Endothelial function in human immunodeficiency virus-infected antiretroviral-naive subjects before and after starting potent antiretroviral therapy -: The ACTG (AIDS Clinical Trials Group) study 5152s

Objectives This study evaluated the effects of 3 class-sparing antiretroviral therapy (ART) regimens on endothelial function in human immunodeficiency virus (HIV)-infected subjects participating in a randomized trial. Background Endothelial dysfunction has been observed in patients receiving ART for HIV infection. Methods This was a prospective, multicenter study of treatment-naive subjects who were randomly assigned to receive a protease inhibitor-sparing regimen of nucleoside reverse transcriptase inhibitors (NRTIs) + efavirenz, a non-nucleoside reverse transcriptase inhibitor-sparing regimen of NRTIs + lopinavir/ritonavir, or a NRTI-sparing regimen of efavirenz + lopinavir/ritonavir. The NRTIs were lamivudine + stavudine, zidovudine, or tenofovir. Brachial artery flow-mediated dilation (FMD) was determined by B-mode ultrasound before starting on ART, then after 4 and 24 weeks. Results There were 82 subjects (median age 35 years, 91% men, 54% white).
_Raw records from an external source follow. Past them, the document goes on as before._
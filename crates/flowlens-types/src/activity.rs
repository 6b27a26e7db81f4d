use std::collections::VecDeque;

use chrono::{DateTime, Utc};
use serde::{Deserialize, Serialize};

pub const DEFAULT_LOG_CAPACITY: usize = 21;

#[derive(Debug, Clone, Copy, PartialEq, Eq, Serialize, Deserialize)]
#[serde(rename_all = "lowercase")]
pub enum LogLevel {
    Info,
    Warning,
    Error,
}

/// One line of an architecture's activity log.
#[derive(Debug, Clone, PartialEq, Serialize, Deserialize)]
pub struct LogEntry {
    pub timestamp: DateTime<Utc>,
    pub level: LogLevel,
    pub message: String,
}

impl LogEntry {
    pub fn new(level: LogLevel, message: impl Into<String>) -> Self {
        Self {
            timestamp: Utc::now(),
            level,
            message: message.into(),
        }
    }

    pub fn info(message: impl Into<String>) -> Self {
        Self::new(LogLevel::Info, message)
    }

    pub fn warning(message: impl Into<String>) -> Self {
        Self::new(LogLevel::Warning, message)
    }

    pub fn error(message: impl Into<String>) -> Self {
        Self::new(LogLevel::Error, message)
    }

    pub fn render(&self) -> String {
        let prefix = match self.level {
            LogLevel::Info => "",
            LogLevel::Warning => "WARNING: ",
            LogLevel::Error => "ERROR: ",
        };
        format!(
            "[{}] {}{}",
            self.timestamp.format("%H:%M:%S"),
            prefix,
            self.message
        )
    }
}

/// Bounded log keeping only the most recent entries.
#[derive(Debug, Clone, Serialize, Deserialize)]
pub struct ActivityLog {
    capacity: usize,
    entries: VecDeque<LogEntry>,
}

impl ActivityLog {
    pub fn with_capacity(capacity: usize) -> Self {
        let capacity = capacity.max(1);
        Self {
            capacity,
            entries: VecDeque::with_capacity(capacity),
        }
    }

    pub fn push(&mut self, entry: LogEntry) {
        if self.entries.len() == self.capacity {
            self.entries.pop_front();
        }
        self.entries.push_back(entry);
    }

    pub fn entries(&self) -> impl DoubleEndedIterator<Item = &LogEntry> {
        self.entries.iter()
    }
}

impl Default for ActivityLog {
    fn default() -> Self {
        Self::with_capacity(DEFAULT_LOG_CAPACITY)
    }
}

#[cfg(test)]
mod tests {
    use super::*;

    #[test]
    fn keeps_only_most_recent_entries() {
        let mut log = ActivityLog::with_capacity(3);
        for i in 0..5 {
            log.push(LogEntry::info(format!("entry {i}")));
        }
        let messages: Vec<_> = log.entries().map(|e| e.message.as_str()).collect();
        assert_eq!(messages, vec!["entry 2", "entry 3", "entry 4"]);
    }

    #[test]
    fn render_marks_level() {
        let warning = LogEntry::warning("Propagation timeout after 10s");
        assert!(warning.render().contains("WARNING: Propagation timeout"));
        let info = LogEntry::info("Querying for person-001...");
        assert!(!info.render().contains("WARNING"));
    }
}
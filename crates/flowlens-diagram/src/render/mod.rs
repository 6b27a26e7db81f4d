mod mermaid;
mod text;

pub use mermaid::MermaidRenderer;
pub use text::TextRenderer;

use crate::model::DiagramSpec;

/// Turns a structured spec into one concrete textual format.
pub trait DiagramRenderer {
    fn name(&self) -> &'static str;

    fn render(&self, spec: &DiagramSpec) -> String;
}
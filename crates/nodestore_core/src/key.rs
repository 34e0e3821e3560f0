//! Keys identifying nodes in the cache and in storage.
//!
//! One logical node may be reachable under several keys: always its primary
//! [`DbKey`], and possibly a [`SyntheticKey`] (parent + accessor name) or a
//! [`MultiKey`] (column/value tuple). The cache keeps these slots coherent.

use serde::{Deserialize, Serialize};
use std::fmt;

/// Primary key: storage name plus id.
///
/// Embedded nodes have no storage name.
#[derive(Debug, Clone, PartialEq, Eq, PartialOrd, Ord, Hash, Serialize, Deserialize)]
pub struct DbKey {
    /// Storage (table mapping) name, `None` for the embedded store.
    pub storage: Option<String>,
    /// Primary id.
    pub id: String,
}

/// Derived key: a named child of another node.
#[derive(Debug, Clone, PartialEq, Eq, PartialOrd, Ord, Hash, Serialize, Deserialize)]
pub struct SyntheticKey {
    /// Key of the parent node.
    pub parent: Box<Key>,
    /// Accessor name under the parent.
    pub name: String,
}

/// Multi-column key: storage name plus column/value parts.
///
/// Parts are kept sorted by column so equal tuples hash equally regardless
/// of construction order.
#[derive(Debug, Clone, PartialEq, Eq, PartialOrd, Ord, Hash, Serialize, Deserialize)]
pub struct MultiKey {
    /// Storage (table mapping) name.
    pub storage: Option<String>,
    /// Sorted `(column, value)` pairs.
    pub parts: Vec<(String, String)>,
}

/// Any key shape.
#[derive(Debug, Clone, PartialEq, Eq, PartialOrd, Ord, Hash, Serialize, Deserialize)]
pub enum Key {
    /// Primary key.
    Db(DbKey),
    /// Parent + name.
    Synthetic(SyntheticKey),
    /// Column/value tuple.
    Multi(MultiKey),
}

impl Key {
    /// Creates a primary key.
    pub fn db(storage: Option<&str>, id: impl Into<String>) -> Self {
        Self::Db(DbKey {
            storage: storage.map(str::to_string),
            id: id.into(),
        })
    }

    /// Creates a primary key for the embedded store.
    pub fn embedded(id: impl Into<String>) -> Self {
        Self::db(None, id)
    }

    /// Creates a synthetic key under `parent`.
    pub fn synthetic(parent: Key, name: impl Into<String>) -> Self {
        Self::Synthetic(SyntheticKey {
            parent: Box::new(parent),
            name: name.into(),
        })
    }

    /// Creates a multi-column key. Parts are sorted by column.
    pub fn multi(storage: Option<&str>, mut parts: Vec<(String, String)>) -> Self {
        parts.sort();
        Self::Multi(MultiKey {
            storage: storage.map(str::to_string),
            parts,
        })
    }

    /// Returns the id for key shapes that carry one.
    ///
    /// `DbKey` yields its id, `SyntheticKey` its name; `MultiKey` has none.
    #[must_use]
    pub fn id(&self) -> Option<&str> {
        match self {
            Self::Db(k) => Some(&k.id),
            Self::Synthetic(k) => Some(&k.name),
            Self::Multi(_) => None,
        }
    }

    /// Returns the storage name, if any.
    ///
    /// Synthetic keys have no storage of their own.
    #[must_use]
    pub fn storage(&self) -> Option<&str> {
        match self {
            Self::Db(k) => k.storage.as_deref(),
            Self::Multi(k) => k.storage.as_deref(),
            Self::Synthetic(_) => None,
        }
    }

    /// Returns true for primary (`DbKey`) keys.
    #[must_use]
    pub const fn is_primary(&self) -> bool {
        matches!(self, Self::Db(_))
    }

    /// Returns the parent key of a synthetic key.
    #[must_use]
    pub fn parent(&self) -> Option<&Key> {
        match self {
            Self::Synthetic(k) => Some(&k.parent),
            _ => None,
        }
    }
}

impl fmt::Display for Key {
    fn fmt(&self, f: &mut fmt::Formatter<'_>) -> fmt::Result {
        match self {
            Self::Db(k) => match &k.storage {
                Some(s) => write!(f, "{s}[{}]", k.id),
                None => write!(f, "[{}]", k.id),
            },
            Self::Synthetic(k) => write!(f, "{}/{}", k.parent, k.name),
            Self::Multi(k) => {
                write!(f, "{}{{", k.storage.as_deref().unwrap_or(""))?;
                for (i, (col, val)) in k.parts.iter().enumerate() {
                    if i > 0 {
                        f.write_str(",")?;
                    }
                    write!(f, "{col}={val}")?;
                }
                f.write_str("}")
            }
        }
    }
}

impl From<DbKey> for Key {
    fn from(key: DbKey) -> Self {
        Self::Db(key)
    }
}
Baseline CD4 cell counts and plasma HIV ribonucleic acid (RNA) values were 245 cells/mm(3) and 4.8 log(10) copies/ml, respectively. At baseline, FMD was 3.68% (interquartile range [IQR] 1.98% to 5.51%). After 4 and 24 weeks of ART, plasma HIV RNA decreased by 2.1 and 3.0 log(10) copies/ml, respectively. FMD increased by 0.74% (IQR -0.62% to =2.74%, p = 0.003) and 1.48% (IQR -0.20% to +4.30%, p < 0.001), respectively, with similar changes in each arm (Kruskal-Wallis p value >0.600). The decrease in plasma HIV RNA at 24 weeks was associated with greater FMD (r(s) = -0.30, p = 0.017). Conclusions Among treatment-naive individuals with HIV, 3 different ART regimens rapidly improved endothelial function. Benefits were similar for all ART regimens, appeared quickly, and persisted at 24 weeks.